Tally the lines in the records underneath that contain the string "Debug", and state the figure by itself.
[DATA RECORDS — start]
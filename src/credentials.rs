//! App credential resolution.
//!
//! Credentials are resolved in order:
//! 1. Explicit arguments
//! 2. Environment variables (SCHMUCKLICLOUD_APP_ID, SCHMUCKLICLOUD_APP_SECRET)
//! 3. Credentials file (~/.schmucklicloud/credentials.json)

use serde::Deserialize;
use std::path::PathBuf;
use tokio::fs;

use crate::error::{Error, Result};

/// App identity attached to every outbound request.
///
/// Immutable after construction; session-scoped state (auth token, dataset,
/// bucket) lives on the domain clients instead.
#[derive(Debug, Clone)]
pub struct AppCredentials {
    /// APP ID created for a client app in the schmuckliCloud console.
    pub app_id: String,
    /// APP Secret created alongside the APP ID.
    pub app_secret: String,
}

impl AppCredentials {
    /// Create credentials from explicit values.
    pub fn new(app_id: impl Into<String>, app_secret: impl Into<String>) -> Self {
        Self {
            app_id: app_id.into(),
            app_secret: app_secret.into(),
        }
    }
}

/// Credentials file structure.
#[derive(Debug, Deserialize)]
struct CredentialsFile {
    #[serde(rename = "appId")]
    app_id: Option<String>,
    #[serde(rename = "appSecret")]
    app_secret: Option<String>,
}

/// Get the path to the credentials file.
fn credentials_file_path() -> Option<PathBuf> {
    dirs::home_dir().map(|h| h.join(".schmucklicloud").join("credentials.json"))
}

/// Read the credentials file.
async fn read_credentials_file() -> Option<CredentialsFile> {
    let path = credentials_file_path()?;
    let content = fs::read_to_string(&path).await.ok()?;
    serde_json::from_str(&content).ok()
}

/// Resolve app credentials from arguments, environment, or the credentials
/// file.
///
/// # Errors
///
/// Returns [`Error::CredentialsNotFound`] if either half of the credential
/// pair cannot be resolved from any source.
pub async fn resolve_credentials(
    app_id: Option<&str>,
    app_secret: Option<&str>,
) -> Result<AppCredentials> {
    let mut resolved_id = app_id.map(String::from);
    let mut resolved_secret = app_secret.map(String::from);

    if resolved_id.is_none() {
        resolved_id = std::env::var("SCHMUCKLICLOUD_APP_ID").ok();
    }
    if resolved_secret.is_none() {
        resolved_secret = std::env::var("SCHMUCKLICLOUD_APP_SECRET").ok();
    }

    if resolved_id.is_none() || resolved_secret.is_none() {
        if let Some(file) = read_credentials_file().await {
            if resolved_id.is_none() {
                resolved_id = file.app_id;
            }
            if resolved_secret.is_none() {
                resolved_secret = file.app_secret;
            }
        }
    }

    let app_id = resolved_id.ok_or_else(|| {
        Error::CredentialsNotFound(
            "APP ID is required. Provide it via:\n\
             1. an explicit argument\n\
             2. the SCHMUCKLICLOUD_APP_ID environment variable\n\
             3. ~/.schmucklicloud/credentials.json"
                .to_string(),
        )
    })?;

    let app_secret = resolved_secret.ok_or_else(|| {
        Error::CredentialsNotFound(
            "APP Secret is required. Provide it via:\n\
             1. an explicit argument\n\
             2. the SCHMUCKLICLOUD_APP_SECRET environment variable\n\
             3. ~/.schmucklicloud/credentials.json"
                .to_string(),
        )
    })?;

    Ok(AppCredentials { app_id, app_secret })
}
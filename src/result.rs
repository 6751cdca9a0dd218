//! Uniform response value object.
//!
//! Every completed HTTP exchange maps into one [`ApiResult`] carrying the
//! backend's status code, message, and opaque payload. Constructed once,
//! never mutated.

use serde_json::Value;

/// Normalized backend response.
#[derive(Debug, Clone, PartialEq)]
pub struct ApiResult {
    status_code: u16,
    message: String,
    data: Option<Value>,
}

impl ApiResult {
    /// Create a result from a completed exchange. Construction always
    /// succeeds; the fields are read-only afterwards.
    pub fn new(status_code: u16, message: impl Into<String>, data: Option<Value>) -> Self {
        Self {
            status_code,
            message: message.into(),
            data,
        }
    }

    /// Backend-defined status code.
    pub fn status_code(&self) -> u16 {
        self.status_code
    }

    /// Human-readable backend message.
    pub fn message(&self) -> &str {
        &self.message
    }

    /// Opaque payload: object, array, scalar, or absent.
    pub fn data(&self) -> Option<&Value> {
        self.data.as_ref()
    }

    /// True when the status code is in the 2xx range.
    pub fn is_ok(&self) -> bool {
        (200..=299).contains(&self.status_code)
    }
}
[DATA RECORDS — finish]
● **TASK OUTPUT**: 3